Stored items
____
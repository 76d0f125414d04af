use chrono::{DateTime, Duration, Utc};
use radar_config::GithubScoutConfig;
use serde::Deserialize;
use tracing::debug;

use crate::error::ScoutError;

/// A freshly created repository with enough stars to be worth a look.
#[derive(Debug, Clone, PartialEq, Eq)]
pub struct RepoHit {
    pub full_name: String,
    pub html_url: String,
    pub stars: u64,
    pub description: String,
}

#[derive(Deserialize)]
struct SearchResponse {
    #[serde(default)]
    items: Vec<SearchItem>,
}

#[derive(Deserialize)]
struct SearchItem {
    full_name: String,
    html_url: String,
    stargazers_count: u64,
    description: Option<String>,
}

/// Repository search against the GitHub API.
#[derive(Clone)]
pub struct GithubScout {
    client: reqwest::Client,
    config: GithubScoutConfig,
}

impl GithubScout {
    pub fn new(client: reqwest::Client, config: GithubScoutConfig) -> Self {
        Self { client, config }
    }

    pub fn category(&self) -> &str {
        &self.config.category
    }

    /// Search query for repositories created after the lookback cutoff.
    pub fn query(&self, now: DateTime<Utc>) -> String {
        let since = now - Duration::days(self.config.lookback_days);
        format!("{} created:>{}", self.config.query, since.format("%Y-%m-%d"))
    }

    /// Top repositories by stars, keeping those at or above `min_stars`.
    pub async fn search(&self, now: DateTime<Utc>) -> Result<Vec<RepoHit>, ScoutError> {
        let query = self.query(now);
        debug!("github search: {query}");

        let per_page = self.config.per_page.to_string();
        let response = self
            .client
            .get(&self.config.api_url)
            .header("Accept", "application/vnd.github+json")
            .query(&[
                ("q", query.as_str()),
                ("sort", "stars"),
                ("order", "desc"),
                ("per_page", per_page.as_str()),
            ])
            .send()
            .await?;

        let status = response.status();
        if !status.is_success() {
            return Err(ScoutError::Status(status.as_u16()));
        }

        let body: SearchResponse = response.json().await?;
        Ok(body
            .items
            .into_iter()
            .filter(|item| item.stargazers_count >= self.config.min_stars)
            .map(|item| RepoHit {
                full_name: item.full_name,
                html_url: item.html_url,
                stars: item.stargazers_count,
                description: item
                    .description
                    .unwrap_or_default()
                    .chars()
                    .take(self.config.description_max_chars)
                    .collect(),
            })
            .collect())
    }
}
____
» **TO DO**
In full and word for word, restate the data.

» **COMPLETED TASK**
repository 76d0f125414d04af
use chrono::{DateTime, Duration, Utc};
use radar_config::GithubScoutConfig;
use serde::Deserialize;
use tracing::debug;

use crate::error::ScoutError;

/// A freshly created repository with enough stars to be worth a look.
#[derive(Debug, Clone, PartialEq, Eq)]
pub struct RepoHit {
    pub full_name: String,
    pub html_url: String,
    pub stars: u64,
    pub description: String,
}

#[derive(Deserialize)]
struct SearchResponse {
    #[serde(default)]
    items: Vec<SearchItem>,
}

#[derive(Deserialize)]
struct SearchItem {
    full_name: String,
    html_url: String,
    stargazers_count: u64,
    description: Option<String>,
}

/// Repository search against the GitHub API.
#[derive(Clone)]
pub struct GithubScout {
    client: reqwest::Client,
    config: GithubScoutConfig,
}

impl GithubScout {
    pub fn new(client: reqwest::Client, config: GithubScoutConfig) -> Self {
        Self { client, config }
    }

    pub fn category(&self) -> &str {
        &self.config.category
    }

    /// Search query for repositories created after the lookback cutoff.
    pub fn query(&self, now: DateTime<Utc>) -> String {
        let since = now - Duration::days(self.config.lookback_days);
        format!("{} created:>{}", self.config.query, since.format("%Y-%m-%d"))
    }

    /// Top repositories by stars, keeping those at or above `min_stars`.
    pub async fn search(&self, now: DateTime<Utc>) -> Result<Vec<RepoHit>, ScoutError> {
        let query = self.query(now);
        debug!("github search: {query}");

        let per_page = self.config.per_page.to_string();
        let response = self
            .client
            .get(&self.config.api_url)
            .header("Accept", "application/vnd.github+json")
            .query(&[
                ("q", query.as_str()),
                ("sort", "stars"),
                ("order", "desc"),
                ("per_page", per_page.as_str()),
            ])
            .send()
            .await?;

        let status = response.status();
        if !status.is_success() {
            return Err(ScoutError::Status(status.as_u16()));
        }

        let body: SearchResponse = response.json().await?;
        Ok(body
            .items
            .into_iter()
            .filter(|item| item.stargazers_count >= self.config.min_stars)
            .map(|item| RepoHit {
                full_name: item.full_name,
                html_url: item.html_url,
                stars: item.stargazers_count,
                description: item
                    .description
                    .unwrap_or_default()
                    .chars()
                    .take(self.config.description_max_chars)
                    .collect(),
            })
            .collect())
    }
}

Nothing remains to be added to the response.